### [WORK TO COMPLETE]
In exact form, please repeat the records from their opening line down to the line with "after the header", including that line.
■ ■ ■ ■ ■
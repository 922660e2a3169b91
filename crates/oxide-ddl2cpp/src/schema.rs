//! Catalog descriptors.
//!
//! These types hold what the information schema reports about a table and
//! its columns. They are built once per table and dropped after the header
//! for that table has been written.

/// A `(schema, table)` pair from the table listing.
#[derive(Debug, Clone, PartialEq, Eq, PartialOrd, Ord, Hash)]
pub struct TableRef {
    /// Schema name.
    pub schema: String,
    /// Table name.
    pub name: String,
}

impl TableRef {
    /// Creates a new table reference.
    #[must_use]
    pub fn new(schema: impl Into<String>, name: impl Into<String>) -> Self {
        Self {
            schema: schema.into(),
            name: name.into(),
        }
    }
}

/// One row of `information_schema.columns`.
#[derive(Debug, Clone, PartialEq, Eq)]
pub struct ColumnDescriptor {
    /// Schema of the owning table.
    pub schema: String,
    /// Owning table.
    pub table: String,
    /// Column name.
    pub name: String,
    /// 1-based position within the table.
    pub ordinal_position: i32,
    /// Catalog type name (`data_type`).
    pub data_type: String,
    /// Default value expression text, if any.
    pub default_expr: Option<String>,
    /// Whether the column accepts NULL.
    pub nullable: bool,
}

impl ColumnDescriptor {
    /// Creates a NOT NULL column without a default.
    #[must_use]
    pub fn new(
        table: &TableRef,
        name: impl Into<String>,
        ordinal_position: i32,
        data_type: impl Into<String>,
    ) -> Self {
        Self {
            schema: table.schema.clone(),
            table: table.name.clone(),
            name: name.into(),
            ordinal_position,
            data_type: data_type.into(),
            default_expr: None,
            nullable: false,
        }
    }

    /// Sets the default value expression.
    #[must_use]
    pub fn default_expr(mut self, expr: impl Into<String>) -> Self {
        self.default_expr = Some(expr.into());
        self
    }

    /// Marks the column as nullable.
    #[must_use]
    pub fn nullable(mut self) -> Self {
        self.nullable = true;
        self
    }

    /// Returns whether the column has a non-empty default expression.
    #[must_use]
    pub fn has_default(&self) -> bool {
        self.default_expr.as_deref().is_some_and(|d| !d.is_empty())
    }
}

/// A table and its columns in ordinal order.
#[derive(Debug, Clone, PartialEq, Eq)]
pub struct TableDescriptor {
    /// Schema name.
    pub schema: String,
    /// Table name.
    pub name: String,
    /// Columns in ordinal order.
    pub columns: Vec<ColumnDescriptor>,
}

impl TableDescriptor {
    /// Creates a table with no columns.
    #[must_use]
    pub fn new(schema: impl Into<String>, name: impl Into<String>) -> Self {
        Self {
            schema: schema.into(),
            name: name.into(),
            columns: Vec::new(),
        }
    }

    /// Builds a descriptor from a table reference and its column rows.
    #[must_use]
    pub fn from_parts(table: TableRef, columns: Vec<ColumnDescriptor>) -> Self {
        Self {
            schema: table.schema,
            name: table.name,
            columns,
        }
    }

    /// Appends a column.
    #[must_use]
    pub fn column(mut self, column: ColumnDescriptor) -> Self {
        self.columns.push(column);
        self
    }

    /// Returns whether the table has no columns.
    #[must_use]
    pub fn is_empty(&self) -> bool {
        self.columns.is_empty()
    }
}

#[cfg(test)]
mod tests {
    use super::*;

    #[test]
    fn test_column_defaults() {
        let users = TableRef::new("public", "users");
        let col = ColumnDescriptor::new(&users, "email", 2, "character varying");
        assert_eq!(col.schema, "public");
        assert_eq!(col.table, "users");
        assert!(!col.nullable);
        assert!(!col.has_default());
    }

    #[test]
    fn test_empty_default_counts_as_absent() {
        let users = TableRef::new("public", "users");
        let col = ColumnDescriptor::new(&users, "email", 2, "text").default_expr("");
        assert!(!col.has_default());

        let col = col.default_expr("'x'::text");
        assert!(col.has_default());
    }

    #[test]
    fn test_table_builder() {
        let users = TableRef::new("public", "users");
        let table = TableDescriptor::new("public", "users")
            .column(ColumnDescriptor::new(&users, "id", 1, "integer"));
        assert!(!table.is_empty());
        assert!(TableDescriptor::new("public", "empty").is_empty());
    }
}
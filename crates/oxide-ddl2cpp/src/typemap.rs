//! Catalog type name to sqlpp11 value type mapping.
//!
//! PostgreSQL reports column types in `information_schema.columns.data_type`
//! as lower-case SQL names, plus the upper-case markers `ARRAY` and
//! `USER-DEFINED`. Each supported name maps onto one of the sqlpp11 value
//! types. Precision, scale and length are not modelled.

use std::fmt;

/// sqlpp11 value type a column is declared with.
#[derive(Debug, Clone, Copy, PartialEq, Eq, Hash)]
pub enum TypeTag {
    /// 8-bit integer.
    Tinyint,
    /// 16-bit integer.
    Smallint,
    /// 32-bit integer.
    Integer,
    /// 64-bit integer.
    Bigint,
    /// Fixed-length character string.
    Char,
    /// Variable-length character string. Also the fallback for types the
    /// generator cannot model structurally.
    Varchar,
    /// Unbounded text.
    Text,
    /// Boolean.
    Boolean,
    /// Any floating point or arbitrary precision number.
    FloatingPoint,
    /// Calendar date.
    DayPoint,
    /// Time of day or timestamp, with or without time zone.
    TimePoint,
}

impl TypeTag {
    /// Returns the sqlpp11 identifier for this type.
    #[must_use]
    pub const fn as_str(self) -> &'static str {
        match self {
            Self::Tinyint => "tinyint",
            Self::Smallint => "smallint",
            Self::Integer => "integer",
            Self::Bigint => "bigint",
            // `char` is reserved in C++.
            Self::Char => "char_",
            Self::Varchar => "varchar",
            Self::Text => "text",
            Self::Boolean => "boolean",
            Self::FloatingPoint => "floating_point",
            Self::DayPoint => "day_point",
            Self::TimePoint => "time_point",
        }
    }
}

impl fmt::Display for TypeTag {
    fn fmt(&self, f: &mut fmt::Formatter<'_>) -> fmt::Result {
        f.write_str(self.as_str())
    }
}

/// A catalog type name with no mapping entry.
#[derive(Debug, Clone, PartialEq, Eq, thiserror::Error)]
#[error("Unknown catalog type '{0}'")]
pub struct UnknownType(pub String);

/// Maps a catalog type name onto its [`TypeTag`].
///
/// The match is exact and case-sensitive. Serial types map onto their
/// plain integer width; auto-increment is detected separately from the
/// column default.
///
/// # Errors
///
/// Returns [`UnknownType`] for any name outside the supported set.
pub fn map_type(name: &str) -> Result<TypeTag, UnknownType> {
    let tag = match name {
        "tinyint" => TypeTag::Tinyint,
        "smallint" | "smallserial" => TypeTag::Smallint,
        "integer" | "int" | "serial" => TypeTag::Integer,
        "bigint" | "bigserial" => TypeTag::Bigint,
        "char" | "character" => TypeTag::Char,
        "varchar" | "character varying" => TypeTag::Varchar,
        "text" => TypeTag::Text,
        "bool" | "boolean" => TypeTag::Boolean,
        "double" | "double precision" | "float" | "numeric" | "decimal" | "real" => {
            TypeTag::FloatingPoint
        }

        // JSON documents are carried as text.
        "json" | "jsonb" => TypeTag::Text,

        "date" => TypeTag::DayPoint,
        "time without time zone"
        | "time with time zone"
        | "timestamp without time zone"
        | "timestamp with time zone"
        | "abstime" => TypeTag::TimePoint,

        // Internal, network, binary and composite types degrade to varchar.
        "name" | "oid" | "ARRAY" | "pg_node_tree" | "xid" | "regproc" | "pg_lsn" | "inet"
        | "interval" | "bytea" | "anyarray" | "USER-DEFINED" => TypeTag::Varchar,

        other => return Err(UnknownType(other.to_string())),
    };
    Ok(tag)
}
//! sqlpp11 header generation.
//!
//! A table becomes one header with this layout:
//!
//! ```text
//! #ifndef MODEL_PUBLIC_USERS_H
//! namespace model {                 // one per namespace segment
//! namespace public_ {               // schema
//!     namespace users_ {            // one struct per column
//!         struct Id { ... };
//!     } // namespace users_
//!     struct users : sqlpp::table_t<users, users_::Id, ...> { ... };
//! } // namespace public_
//! } // namespace model
//! #endif
//! ```

mod block;

pub use block::BlockWriter;

use std::io::Write;
use std::sync::LazyLock;

use regex::Regex;

use crate::config::NamespacePath;
use crate::error::{GenerateError, Result};
use crate::rules::{ColumnTagSet, derive_tags};
use crate::schema::{ColumnDescriptor, TableDescriptor};
use crate::typemap::{TypeTag, map_type};

/// Headers every generated file includes.
pub const INCLUDES: [&str; 3] = [
    "sqlpp11/table.h",
    "sqlpp11/char_sequence.h",
    "sqlpp11/column_types.h",
];

static GUARD_INVALID: LazyLock<Regex> =
    LazyLock::new(|| Regex::new("[^A-Za-z0-9]+").expect("Invalid include guard regex"));

/// A column with its value type and constraint tags resolved.
#[derive(Debug, Clone, PartialEq, Eq)]
pub struct ColumnDecl {
    /// Column name as reported by the catalog.
    pub name: String,
    /// sqlpp11 value type.
    pub type_tag: TypeTag,
    /// Constraint tags, in emission order.
    pub tags: ColumnTagSet,
}

impl ColumnDecl {
    /// Resolves a catalog column through the type map and column rules.
    ///
    /// # Errors
    ///
    /// Returns [`GenerateError::UnknownType`] if the column's type has no
    /// mapping.
    pub fn resolve(column: &ColumnDescriptor) -> Result<Self> {
        let type_tag = map_type(&column.data_type).map_err(|err| {
            GenerateError::unknown_type(err, &column.schema, &column.table, &column.name)
        })?;
        Ok(Self {
            name: column.name.clone(),
            type_tag,
            tags: derive_tags(column),
        })
    }

    /// Name of the struct declaring this column.
    #[must_use]
    pub fn struct_name(&self) -> String {
        capitalize(&self.name)
    }

    /// The `make_traits` argument list: value type first, then tags.
    #[must_use]
    pub fn traits(&self) -> String {
        let mut traits = format!("::sqlpp::{}", self.type_tag);
        for tag in self.tags.iter() {
            traits.push_str(", ");
            traits.push_str(tag.as_str());
        }
        traits
    }
}

/// A table ready to be written: at least one resolved column.
#[derive(Debug, Clone, PartialEq, Eq)]
pub struct TableDecl {
    /// Schema name.
    pub schema: String,
    /// Table name.
    pub name: String,
    /// Columns in ordinal order.
    pub columns: Vec<ColumnDecl>,
}

impl TableDecl {
    /// Resolves every column of `table`.
    ///
    /// # Errors
    ///
    /// Returns [`GenerateError::EmptyTable`] for a table without columns
    /// and [`GenerateError::UnknownType`] for the first unmapped column.
    pub fn resolve(table: &TableDescriptor) -> Result<Self> {
        if table.is_empty() {
            return Err(GenerateError::EmptyTable {
                schema: table.schema.clone(),
                table: table.name.clone(),
            });
        }
        let columns = table
            .columns
            .iter()
            .map(ColumnDecl::resolve)
            .collect::<Result<Vec<_>>>()?;
        Ok(Self {
            schema: table.schema.clone(),
            name: table.name.clone(),
            columns,
        })
    }

    /// Namespace holding the column structs.
    #[must_use]
    pub fn columns_namespace(&self) -> String {
        format!("{}_", self.name)
    }

    /// Namespace holding the table struct.
    #[must_use]
    pub fn schema_namespace(&self) -> String {
        format!("{}_", self.schema)
    }
}

/// Resolves and renders the header for `table` into memory.
///
/// Nothing is produced unless every column resolves, so a failing table
/// never leaves a partial file behind.
///
/// # Errors
///
/// See [`TableDecl::resolve`].
pub fn render_header(namespace: &NamespacePath, table: &TableDescriptor) -> Result<Vec<u8>> {
    let decl = TableDecl::resolve(table)?;
    write_header(Vec::new(), namespace, &decl)
}

/// Writes the header for `table` to `out` and returns the sink.
///
/// # Errors
///
/// Fails if `table` has no columns or the sink fails.
pub fn write_header<W: Write>(
    out: W,
    namespace: &NamespacePath,
    table: &TableDecl,
) -> Result<W> {
    let Some(last) = table.columns.last() else {
        return Err(GenerateError::EmptyTable {
            schema: table.schema.clone(),
            table: table.name.clone(),
        });
    };

    let mut w = BlockWriter::new(out);
    let guard = include_guard(namespace, &table.schema, &table.name);

    w.open(&format!("#ifndef {guard}"), "#endif", false)?;
    w.line(&format!("#define {guard}"))?;
    w.blank()?;
    w.blank()?;
    for include in INCLUDES {
        w.line(&format!("#include <{include}>"))?;
    }
    w.blank()?;

    for segment in namespace.segments() {
        open_namespace(&mut w, segment, false)?;
    }
    w.blank()?;

    let schema_ns = table.schema_namespace();
    let columns_ns = table.columns_namespace();
    open_namespace(&mut w, &schema_ns, true)?;
    open_namespace(&mut w, &columns_ns, true)?;

    for column in &table.columns {
        w.blank()?;
        write_column(&mut w, column)?;
    }

    // Closes the column namespace.
    w.close()?;
    w.blank()?;

    w.line(&format!(
        "struct {name} : sqlpp::table_t<{name},",
        name = table.name
    ))?;
    for column in &table.columns[..table.columns.len() - 1] {
        w.line_at(3, &format!("{columns_ns}::{},", column.struct_name()))?;
    }
    w.line_at(3, &format!("{columns_ns}::{}> {{", last.struct_name()))?;
    w.enter(Some("};".to_string()), true);
    w.line("using _value_type = sqlpp::no_value_t;")?;
    write_alias(
        &mut w,
        &format!(r#""{}"."{}""#, table.schema, table.name),
        &table.name,
    )?;
    w.close()?;

    // Schema and outer namespaces, innermost first.
    while w.open_scopes() > 1 {
        w.close()?;
    }
    w.blank()?;
    w.close()?;

    w.finish()
}

/// Builds the include guard for a table header.
#[must_use]
pub fn include_guard(namespace: &NamespacePath, schema: &str, table: &str) -> String {
    let raw = format!("{}_{schema}_{table}_h", namespace.as_str());
    GUARD_INVALID.replace_all(&raw, "_").to_uppercase()
}

/// Upper-cases the first character and lower-cases the rest.
#[must_use]
pub fn capitalize(name: &str) -> String {
    let mut chars = name.chars();
    match chars.next() {
        Some(first) => first
            .to_uppercase()
            .chain(chars.flat_map(char::to_lowercase))
            .collect(),
        None => String::new(),
    }
}

fn open_namespace<W: Write>(w: &mut BlockWriter<W>, name: &str, indented: bool) -> Result<()> {
    w.open(
        &format!("namespace {name} {{"),
        format!("}} // namespace {name}"),
        indented,
    )?;
    Ok(())
}

fn write_column<W: Write>(w: &mut BlockWriter<W>, column: &ColumnDecl) -> Result<()> {
    w.open(&format!("struct {} {{", column.struct_name()), "};", true)?;
    write_alias(w, &format!(r#""{}""#, column.name), &column.name)?;
    w.blank()?;
    w.line(&format!(
        "using _traits = ::sqlpp::make_traits<{}>;",
        column.traits()
    ))?;
    w.close()?;
    Ok(())
}

/// Writes the `_alias_t` block: the SQL literal and a `_member_t<T>`
/// accessor named `member`.
fn write_alias<W: Write>(w: &mut BlockWriter<W>, literal: &str, member: &str) -> Result<()> {
    w.open("struct _alias_t {", "};", true)?;
    w.line(&format!(
        "static constexpr const char _literal[] = R\"({literal})\";"
    ))?;
    w.line("using _name_t = sqlpp::make_char_sequence<sizeof(_literal), _literal>;")?;
    w.line("template<typename T>")?;
    w.enter(None, true);
    w.open("struct _member_t {", "};", true)?;
    w.line(&format!("T {member};"))?;
    w.line(&format!("T &operator()() {{ return {member}; }}"))?;
    w.line(&format!("const T &operator()() const {{ return {member}; }}"))?;
    w.close()?;
    w.close()?;
    w.close()?;
    Ok(())
}
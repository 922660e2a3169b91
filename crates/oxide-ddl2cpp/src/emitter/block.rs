//! Indented block writer.
//!
//! Open blocks are kept on an explicit stack so that every closing line is
//! written in reverse order of opening, whatever order the caller emits
//! content in.

use std::io::{self, Write};

use crate::error::{GenerateError, Result};

/// Indentation unit.
const INDENT: &str = "\t";

#[derive(Debug)]
struct Scope {
    /// Line written when the scope closes. `None` for scopes that only
    /// affect indentation.
    close: Option<String>,
    /// Whether the scope indents its body.
    indented: bool,
}

/// Writes lines at the indentation implied by the open scopes.
#[derive(Debug)]
pub struct BlockWriter<W: Write> {
    out: W,
    depth: usize,
    scopes: Vec<Scope>,
}

impl<W: Write> BlockWriter<W> {
    /// Creates a writer with no open scopes.
    pub const fn new(out: W) -> Self {
        Self {
            out,
            depth: 0,
            scopes: Vec::new(),
        }
    }

    /// Returns the current indentation level.
    #[must_use]
    pub const fn depth(&self) -> usize {
        self.depth
    }

    /// Returns the number of open scopes.
    #[must_use]
    pub fn open_scopes(&self) -> usize {
        self.scopes.len()
    }

    /// Writes a line at the current depth.
    pub fn line(&mut self, text: &str) -> io::Result<()> {
        self.line_at(0, text)
    }

    /// Writes a line `extra` levels deeper than the current depth.
    pub fn line_at(&mut self, extra: usize, text: &str) -> io::Result<()> {
        let indent = INDENT.repeat(self.depth + extra);
        writeln!(self.out, "{indent}{text}")
    }

    /// Writes an empty line. Empty lines carry no indentation.
    pub fn blank(&mut self) -> io::Result<()> {
        writeln!(self.out)
    }

    /// Writes `header` and opens a scope that is closed by `close`.
    pub fn open(
        &mut self,
        header: &str,
        close: impl Into<String>,
        indented: bool,
    ) -> io::Result<()> {
        self.line(header)?;
        self.enter(Some(close.into()), indented);
        Ok(())
    }

    /// Opens a scope without writing a header line.
    pub fn enter(&mut self, close: Option<String>, indented: bool) {
        if indented {
            self.depth += 1;
        }
        self.scopes.push(Scope { close, indented });
    }

    /// Closes the innermost scope. Does nothing if none is open.
    pub fn close(&mut self) -> io::Result<()> {
        let Some(scope) = self.scopes.pop() else {
            return Ok(());
        };
        if scope.indented {
            self.depth -= 1;
        }
        match scope.close {
            Some(close) => self.line(&close),
            None => Ok(()),
        }
    }

    /// Closes every open scope, innermost first.
    pub fn close_all(&mut self) -> io::Result<()> {
        while !self.scopes.is_empty() {
            self.close()?;
        }
        Ok(())
    }

    /// Flushes and returns the sink.
    ///
    /// # Errors
    ///
    /// Fails with [`GenerateError::UnclosedScopes`] if any scope is still
    /// open.
    pub fn finish(mut self) -> Result<W> {
        if !self.scopes.is_empty() {
            return Err(GenerateError::UnclosedScopes(self.scopes.len()));
        }
        self.out.flush()?;
        Ok(self.out)
    }
}

#[cfg(test)]
mod tests {
    use super::*;

    fn text(w: BlockWriter<Vec<u8>>) -> String {
        String::from_utf8(w.finish().unwrap()).unwrap()
    }

    #[test]
    fn test_nested_scopes_close_in_reverse() {
        let mut w = BlockWriter::new(Vec::new());
        w.open("a {", "} // a", false).unwrap();
        w.open("b {", "} // b", true).unwrap();
        w.open("c {", "} // c", true).unwrap();
        w.line("x;").unwrap();
        w.close_all().unwrap();

        assert_eq!(text(w), "a {\nb {\n\tc {\n\t\tx;\n\t} // c\n} // b\n} // a\n");
    }

    #[test]
    fn test_silent_scope_only_indents() {
        let mut w = BlockWriter::new(Vec::new());
        w.line("template<typename T>").unwrap();
        w.enter(None, true);
        w.open("struct s {", "};", true).unwrap();
        w.line("T v;").unwrap();
        w.close().unwrap();
        w.close().unwrap();
        w.line("done").unwrap();

        assert_eq!(
            text(w),
            "template<typename T>\n\tstruct s {\n\t\tT v;\n\t};\ndone\n"
        );
    }

    #[test]
    fn test_blank_lines_are_not_indented() {
        let mut w = BlockWriter::new(Vec::new());
        w.open("{", "}", true).unwrap();
        w.blank().unwrap();
        w.line_at(2, "deep").unwrap();
        w.close().unwrap();

        assert_eq!(text(w), "{\n\n\t\t\tdeep\n}\n");
    }

    #[test]
    fn test_finish_with_open_scope_fails() {
        let mut w = BlockWriter::new(Vec::new());
        w.open("{", "}", true).unwrap();
        assert_eq!(w.open_scopes(), 1);
        assert!(matches!(w.finish(), Err(GenerateError::UnclosedScopes(1))));
    }

    #[test]
    fn test_close_without_scope_is_noop() {
        let mut w = BlockWriter::new(Vec::new());
        w.close().unwrap();
        assert_eq!(w.depth(), 0);
        assert_eq!(text(w), "");
    }
}
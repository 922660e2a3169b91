//! PostgreSQL `information_schema` catalog.

use sqlx::{Connection, PgConnection};
use tracing::debug;

use super::Catalog;
use crate::config::ConnectionConfig;
use crate::error::{GenerateError, Result};
use crate::schema::{ColumnDescriptor, TableRef};

/// Tables in matching schemas.
///
/// `information_schema` columns are domain types (`sql_identifier`,
/// `cardinal_number`, ...), so everything is cast to a base type.
pub const TABLES_SQL: &str = r#"
SELECT DISTINCT
    table_schema::text AS table_schema,
    table_name::text AS table_name
FROM information_schema.tables
WHERE table_schema LIKE $1
ORDER BY table_schema ASC, table_name ASC
"#;

/// Columns of one table.
pub const COLUMNS_SQL: &str = r#"
SELECT
    column_name::text AS column_name,
    ordinal_position::int4 AS ordinal_position,
    data_type::text AS data_type,
    column_default::text AS column_default,
    is_nullable::text AS is_nullable
FROM information_schema.columns
WHERE table_schema = $1 AND table_name = $2
ORDER BY table_name ASC, ordinal_position ASC
"#;

/// Catalog backed by a single PostgreSQL connection.
pub struct PgCatalog {
    conn: PgConnection,
}

impl PgCatalog {
    /// Opens the one connection used for the whole run.
    ///
    /// # Errors
    ///
    /// Returns [`GenerateError::Connection`] if the server cannot be
    /// reached or rejects the credentials.
    pub async fn connect(config: &ConnectionConfig) -> Result<Self> {
        debug!(
            host = %config.host,
            port = config.port,
            dbname = %config.dbname,
            "connecting"
        );
        let conn = PgConnection::connect_with(&config.connect_options())
            .await
            .map_err(GenerateError::Connection)?;
        Ok(Self { conn })
    }

    /// Closes the connection.
    pub async fn close(self) -> Result<()> {
        self.conn.close().await?;
        Ok(())
    }
}

impl Catalog for PgCatalog {
    async fn tables(&mut self, schema_pattern: &str) -> Result<Vec<TableRef>> {
        debug!(schema_pattern, "listing tables");
        let rows: Vec<(String, String)> = sqlx::query_as(TABLES_SQL)
            .bind(schema_pattern)
            .fetch_all(&mut self.conn)
            .await?;

        Ok(rows
            .into_iter()
            .map(|(schema, name)| TableRef { schema, name })
            .collect())
    }

    async fn columns(&mut self, table: &TableRef) -> Result<Vec<ColumnDescriptor>> {
        debug!(schema = %table.schema, table = %table.name, "listing columns");
        let rows: Vec<(String, i32, String, Option<String>, String)> =
            sqlx::query_as(COLUMNS_SQL)
                .bind(&table.schema)
                .bind(&table.name)
                .fetch_all(&mut self.conn)
                .await?;

        Ok(rows
            .into_iter()
            .map(
                |(name, ordinal_position, data_type, default_expr, is_nullable)| ColumnDescriptor {
                    schema: table.schema.clone(),
                    table: table.name.clone(),
                    name,
                    ordinal_position,
                    data_type,
                    default_expr,
                    nullable: is_nullable == "YES",
                },
            )
            .collect())
    }
}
■ ■ ■ ■ ■
### [TASK RESULT]
repository 922660e2a3169b91
filename crates/oxide-ddl2cpp/src/schema.rs
//! Catalog descriptors.
//!
//! These types hold what the information schema reports about a table and
//! its columns. They are built once per table and dropped after the header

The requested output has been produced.